A Daughter’s Concern

15474917_sMost Cutter Family Finances readers are 40 years old and up. You all have a common thread that joins you together. You are trying to understand how this somewhat complicated financial industry works and how to make it work for you. You are trying to create a system that will lead to financial security and success. So, I was a bit surprised last week when I got a call from a young woman in her 20s. She explained to me that she is not worried about her finances, rather she is very concerned about her parents and did not know where else to turn.
 
Hannah told me that her folks have had the same advisor for years, a broker at Edward Jones. He is the same guy everyone uses in their small Northern Illinois town. She said her parents are both in their 50s, have pinched pennies their entire lives to save all they could, and have accumulated a nice little nest egg of just over a million bucks.
 
Although they have done very well for themselves, Hannah is concerned because she knows they lost 50 percent of their retirement savings in 2008 and she believes their advisor has done nothing since then to change his so-called “strategy.” Each week, Hannah sends her parents the online link to Cutter Family Finances in the hopes that they will come to the realization that they need to take control of their financial future and explore new financial strategies. So far they have refused to make any changes. They are putting their heads in the sand. And Hannah is beside herself when she hears their reasons.
 
Hannah’s parents acknowledge that they lost a lot in 2008, but accept it because in their minds, so did everyone else.
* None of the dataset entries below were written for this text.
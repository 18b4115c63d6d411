//! JWT authentication middleware resolving the caller's subject identity

use axum::{
    extract::{Request, State},
    http::{header::AUTHORIZATION, StatusCode},
    middleware::Next,
    response::{IntoResponse, Response},
    Json,
};
use jsonwebtoken::{decode, Algorithm, DecodingKey, Validation};
use serde::{Deserialize, Serialize};
use serde_json::json;
use tracing::{debug, warn};

/// JWT Claims structure
#[derive(Debug, Serialize, Deserialize, Clone)]
pub struct Claims {
    pub sub: String,        // Subject (tracked child's user id)
    pub exp: usize,         // Expiration time (Unix timestamp)
    #[serde(default, skip_serializing_if = "Option::is_none")]
    pub iat: Option<usize>, // Issued at (Unix timestamp)
    #[serde(default, skip_serializing_if = "Option::is_none")]
    pub iss: Option<String>,
    #[serde(default, skip_serializing_if = "Option::is_none")]
    pub aud: Option<String>,
}

/// Token verification settings
#[derive(Clone, Debug)]
pub struct JwtConfig {
    pub secret: String,
    pub algorithm: Algorithm,
    pub issuer: Option<String>,
    pub audience: Option<String>,
}

impl JwtConfig {
    pub fn new(secret: String, algorithm: Algorithm) -> Self {
        Self {
            secret,
            algorithm,
            issuer: None,
            audience: None,
        }
    }

    pub fn with_issuer(mut self, issuer: impl Into<String>) -> Self {
        self.issuer = Some(issuer.into());
        self
    }

    pub fn with_audience(mut self, audience: impl Into<String>) -> Self {
        self.audience = Some(audience.into());
        self
    }
}

/// Parse an HMAC algorithm name.
pub fn parse_algorithm(name: &str) -> Result<Algorithm, String> {
    match name {
        "HS256" => Ok(Algorithm::HS256),
        "HS384" => Ok(Algorithm::HS384),
        "HS512" => Ok(Algorithm::HS512),
        other => Err(format!(
            "unsupported JWT algorithm '{}' (expected HS256, HS384 or HS512)",
            other
        )),
    }
}

/// Validated claims attached to the request
#[derive(Clone, Debug)]
pub struct AuthClaims(pub Claims);

impl AuthClaims {
    pub fn subject(&self) -> &str {
        &self.0.sub
    }
}

/// Rejects requests without a valid bearer token and attaches [`AuthClaims`].
pub async fn jwt_middleware(
    State(state): State<crate::AppState>,
    mut request: Request,
    next: Next,
) -> Response {
    let header = match request.headers().get(AUTHORIZATION) {
        Some(value) => value,
        None => {
            debug!("No Authorization header present - returning 401");
            return unauthorized_response("Missing Authorization header");
        }
    };

    let auth_str = match header.to_str() {
        Ok(s) => s,
        Err(e) => {
            warn!("Failed to parse Authorization header: {}", e);
            return unauthorized_response("Invalid Authorization header");
        }
    };

    let Some(token) = auth_str.strip_prefix("Bearer ") else {
        warn!("Authorization header not in Bearer format");
        return unauthorized_response("Authorization header must use Bearer scheme");
    };

    match verify_jwt(token, &state.jwt_config) {
        Ok(claims) if claims.sub.trim().is_empty() => {
            warn!("JWT token has an empty subject");
            unauthorized_response("Token subject is empty")
        }
        Ok(claims) => {
            debug!("JWT token validated for subject: {}", claims.sub);
            request.extensions_mut().insert(AuthClaims(claims));
            next.run(request).await
        }
        Err(e) => {
            warn!("JWT validation failed: {}", e);
            unauthorized_response("Unauthorized")
        }
    }
}

/// Verify JWT token and extract claims
pub fn verify_jwt(token: &str, config: &JwtConfig) -> Result<Claims, String> {
    let mut validation = Validation::new(config.algorithm);
    validation.validate_exp = true;
    let mut required = vec!["exp"];
    if let Some(issuer) = &config.issuer {
        validation.set_issuer(&[issuer]);
        required.push("iss");
    }
    match &config.audience {
        Some(audience) => {
            validation.set_audience(&[audience]);
            required.push("aud");
        }
        None => validation.validate_aud = false,
    }
    validation.set_required_spec_claims(&required);

    let decoding_key = DecodingKey::from_secret(config.secret.as_bytes());

    let token_data = decode::<Claims>(token, &decoding_key, &validation)
        .map_err(|e| format!("Token decode error: {}", e))?;

    Ok(token_data.claims)
}

fn unauthorized_response(message: &str) -> Response {
    (StatusCode::UNAUTHORIZED, Json(json!({ "error": message }))).into_response()
}
//! Haven Gateway - Main Entry Point
//!
//! Serves geofence and parental control checks with an in-memory or
//! JetStream KV backend.

use anyhow::Result;
use clap::Parser;
use haven_gateway::{config::GatewayConfig, create_app, AppState};
use tracing::{error, info};
use tracing_subscriber::{layer::SubscriberExt, util::SubscriberInitExt, EnvFilter};

#[tokio::main]
async fn main() -> Result<()> {
    let config = GatewayConfig::parse();

    let filter = EnvFilter::try_from_default_env()
        .unwrap_or_else(|_| EnvFilter::new("info,haven_gateway=debug"));
    let registry = tracing_subscriber::registry().with(filter);
    if config.log_json {
        registry.with(tracing_subscriber::fmt::layer().json()).init();
    } else {
        registry.with(tracing_subscriber::fmt::layer()).init();
    }

    info!("Starting Haven gateway");

    let state = match AppState::from_config(&config).await {
        Ok(s) => s,
        Err(e) => {
            error!("Failed to initialize application state: {}", e);
            return Err(e);
        }
    };

    let app = create_app(state);

    let listener = tokio::net::TcpListener::bind(&config.bind_addr).await?;
    info!("Haven gateway listening on {}", config.bind_addr);

    axum::serve(listener, app)
        .with_graceful_shutdown(shutdown_signal())
        .await?;

    info!("Haven gateway stopped");
    Ok(())
}

async fn shutdown_signal() {
    if let Err(e) = tokio::signal::ctrl_c().await {
        error!("Failed to listen for shutdown signal: {}", e);
        std::future::pending::<()>().await;
    }
    info!("Shutdown signal received");
}
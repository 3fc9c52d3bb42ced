use clap::{Parser, Subcommand};
use tokio::time::{sleep, Duration};

use crate::config::AppConfig;
use crate::models::appointment::{now_local, parse_date, Appointment, AppointmentStatus};
use crate::service::confirm_prompt::InquireConfirm;
use crate::service::conflict_service::{ConflictOracle, ConflictPolicy, SimulatedCalendar};
use crate::service::suggestion_service::{GeminiService, SuggestionService};
use crate::service::tracker_service::{Tracker, SAVE_INDICATOR_MS};
use crate::storage;

const BOOKING_URL: &str = "https://bullcutcasteldazzano.setmore.com/";

#[derive(Parser)]
#[command(name = "barbertrack", about = "Track barber appointments from the terminal")]
struct Cli {
    #[command(subcommand)]
    command: Commands,
}

#[derive(Subcommand)]
enum Commands {
    /// Record a new appointment (date like 2024-01-10T10:00)
    Add { date: String },
    /// Show all appointments with their projected next dates
    List,
    /// Flip an appointment between planned and completed
    Toggle { id: String },
    /// Change an appointment's recurrence interval in days
    Frequency { id: String, days: String },
    /// Delete an appointment after confirmation
    Delete { id: String },
    /// Change the fallback recurrence used when no appointments exist
    DefaultFrequency { days: i64 },
    /// Ask for a natural-language next-date suggestion
    Suggest,
    /// Run the simulated calendar check for a candidate date
    CheckConflict {
        date: String,
        /// Existing commitments for the AI overlap analysis
        #[arg(long = "event")]
        events: Vec<String>,
    },
    /// Print setup notes and the external booking link
    Guide,
}

pub async fn cli(config: &AppConfig) {
    // Fine to panic here
    let cli = Cli::parse();
    let data_dir = config
        .get("DB_LOCATION")
        .map(std::path::PathBuf::from)
        .unwrap_or_else(storage::get_db_location);
    let mut tracker = Tracker::new(data_dir.clone());
    tracker.load();

    match &cli.command {
        Commands::Add { date } => match tracker.add_appointment(date) {
            Ok(id) => {
                show_save_indicator(&mut tracker).await;
                println!("Added appointment {}", id);
            }
            Err(e) => println!("Failed to add appointment: {}", e),
        },
        Commands::List => render_list(&tracker),
        Commands::Toggle { id } => match tracker.toggle_status(id) {
            Ok(()) => show_save_indicator(&mut tracker).await,
            Err(e) => println!("Failed to update appointment: {}", e),
        },
        Commands::Frequency { id, days } => match tracker.update_frequency(id, days) {
            Ok(days) => {
                show_save_indicator(&mut tracker).await;
                println!("Recurrence set to every {} days", days);
            }
            Err(e) => println!("Failed to update frequency: {}", e),
        },
        Commands::Delete { id } => {
            match tracker.delete_appointment(id, &InquireConfirm).await {
                Ok(true) => {
                    show_save_indicator(&mut tracker).await;
                    println!("Appointment deleted");
                }
                Ok(false) => println!("Nothing deleted"),
                Err(e) => println!("Failed to delete appointment: {}", e),
            }
        }
        Commands::DefaultFrequency { days } => {
            match tracker.set_default_frequency(*days) {
                Ok(()) => println!(
                    "Default frequency set to {} days",
                    tracker.settings().frequency_days
                ),
                Err(e) => println!("Failed to update settings: {}", e),
            }
        }
        Commands::Suggest => {
            let generator =
                GeminiService::new(config.get("GEMINI_API_KEY").unwrap_or_default());
            let last = tracker.appointments().last();
            let frequency = last
                .map(|appointment| appointment.effective_frequency())
                .unwrap_or(tracker.settings().frequency_days);
            let advice =
                SuggestionService::suggest_next_date(last, frequency, &generator).await;
            println!("{}", advice.text());
        }
        Commands::CheckConflict { date, events } => {
            let Some(candidate) = parse_date(date) else {
                println!("Could not parse date: {}", date);
                return;
            };
            println!("Checking your calendar...");
            let oracle = SimulatedCalendar::new(ConflictPolicy::from_config(config));
            let verdict = oracle.check(candidate).await;
            println!("{}", verdict.message);

            if !events.is_empty() {
                let generator =
                    GeminiService::new(config.get("GEMINI_API_KEY").unwrap_or_default());
                let analysis =
                    SuggestionService::analyze_conflict(candidate, events, &generator).await;
                println!("{}", analysis.text());
            }
        }
        Commands::Guide => render_guide(&data_dir),
    }
}

fn render_list(tracker: &Tracker) {
    if tracker.appointments().is_empty() {
        println!("No appointments stored yet.");
        println!(
            "They are saved automatically under {}",
            tracker.data_dir().display()
        );
        return;
    }
    let now = now_local();
    for appointment in tracker.appointments() {
        println!("{}", render_row(appointment, now));
    }
}

fn render_row(appointment: &Appointment, now: chrono::NaiveDateTime) -> String {
    let status = match appointment.status {
        AppointmentStatus::Planned => "planned",
        AppointmentStatus::Completed => "completed",
    };
    let overdue = if appointment.is_overdue(now) {
        " OVERDUE"
    } else {
        ""
    };
    format!(
        "{}  {}  [{}{}]  every {} days  next: {}",
        appointment.id,
        appointment.date.format("%a %d %b %Y %H:%M"),
        status,
        overdue,
        appointment.effective_frequency(),
        appointment.projected_next_date().format("%a %d %b %Y %H:%M"),
    )
}

async fn show_save_indicator(tracker: &mut Tracker) {
    println!("Saving...");
    sleep(Duration::from_millis(SAVE_INDICATOR_MS)).await;
    tracker.mark_synced();
    println!("Synced");
}

fn render_guide(data_dir: &std::path::Path) {
    println!("barbertrack keeps everything on this machine.");
    println!();
    println!("Data directory: {}", data_dir.display());
    println!("  appointments.json  the appointment list");
    println!("  settings.json      the default recurrence");
    println!();
    println!("Optional configuration (CONFIG_FILE or environment):");
    println!("  GEMINI_API_KEY       enables AI suggestions and conflict analysis");
    println!("  DB_LOCATION          overrides the data directory");
    println!("  CONFLICT_BUSY_START, CONFLICT_BUSY_END, CONFLICT_CHANCE,");
    println!("  CONFLICT_LATENCY_MS  tune the simulated calendar check");
    println!();
    println!("Book online: {}", BOOKING_URL);
}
Plus, they reason, “it’s okay” since they are back to even now. I told Hannah to explain to her parents that the financial industry is flooded with myths and misconceptions, and the idea that “everyone lost in 2008” is a big one. When markets started to go south in 2008, some financial strategies went to cash to minimize losses. Those strategies were actively managed to minimize the downside. Unfortunately, during the fiasco of 2008, Hannah’s parents were told by their broker to sit tight and not to sell; they were told that the losses they had were just paper losses. Now, I’m a simple man and pretty good with math. If I lose 50 percent of my money, well, that is a real loss to me. How about you?
 
And while their portfolio might be back to the amount it was six years ago before the crash, Hannah’s parents lost six years! That means any interest that they could have earned, let’s say 6 percent, has been lost every year. Now, what is 6 percent on a million, and another 6 percent, and another 6 percent, so on and so forth . . . well, a lot! Hannah’s folks are six years closer to retirement, and well behind where they could have been.
 
Hannah’s parents also believe that their current strategy is fine because their broker has said that, conservatively, he estimates 7 percent growth each year on average for the rest of their lives. Most people would assume that means if you have $100,000, then after five years, you will have just over $130,000. ($100,000, $107,000, $114,490, $122,504, and $131,080). Oh boy, another misconception. Let’s say, as many people predict, the market takes a dip this next year and Hannah’s parents lose 50 percent of their portfolio. But over the next four years they gain 15 percent, 25 percent, 15 percent, and 30 percent respectively. While that leaves them with a 7 percent average growth over five years (-50+15+25+15+30)/5), with that heavy hit in the first year, most of that time is spent trying to recoup their initial loss. If you do the math, after five years they end up with only a bit more than $107,000. Now, imagine withdrawing income from this? Hannah agrees, this is not a pretty picture. This gal gets it. She is smart, and deeply cares for her folks. I like this gal!
 
Hannah went on to tell me that she told her mom to ask their advisor what happened to their portfolio in 2001, 2002, and 2008, and to ask him what his strategy is to protect them from another year like those. Her mother’s response was that she does not want to know all of those things; she just wants someone to take her money and know what they are supposed to do with it. This could be the final nail in their financial coffin. Unfortunately, in times like these, everyone must take ownership of their financial future and to do that, we must ask some hard questions.
 
I suggested to Hannah that she try to educate her folks. Teach them that historically, we have had a major correction every five to seven years, and we are in year six since our last. I suggested that she advise her parents to ask the broker, in the event of another major correction, what his strategy is to preserve their capital, since they are planning to retire within the next few years. Her parents’ major concern should not be average rates of return but rather, cumulative rates of return. Essentially, if they had a buck in 2000, how much is that buck worth today and how bumpy was the ride to get there?
 
Hannah vows to continue the fight to help her parents take control of their financial future. “After all” she said, “when I was growing up, my folks always taught me the questions I needed to ask myself to keep me focused on school and sports and to stay out of trouble. Now it is my turn to help them.”
 
I hope they listen; Hannah is a smart gal.
 
Be vigilant and stay alert, because you deserve more.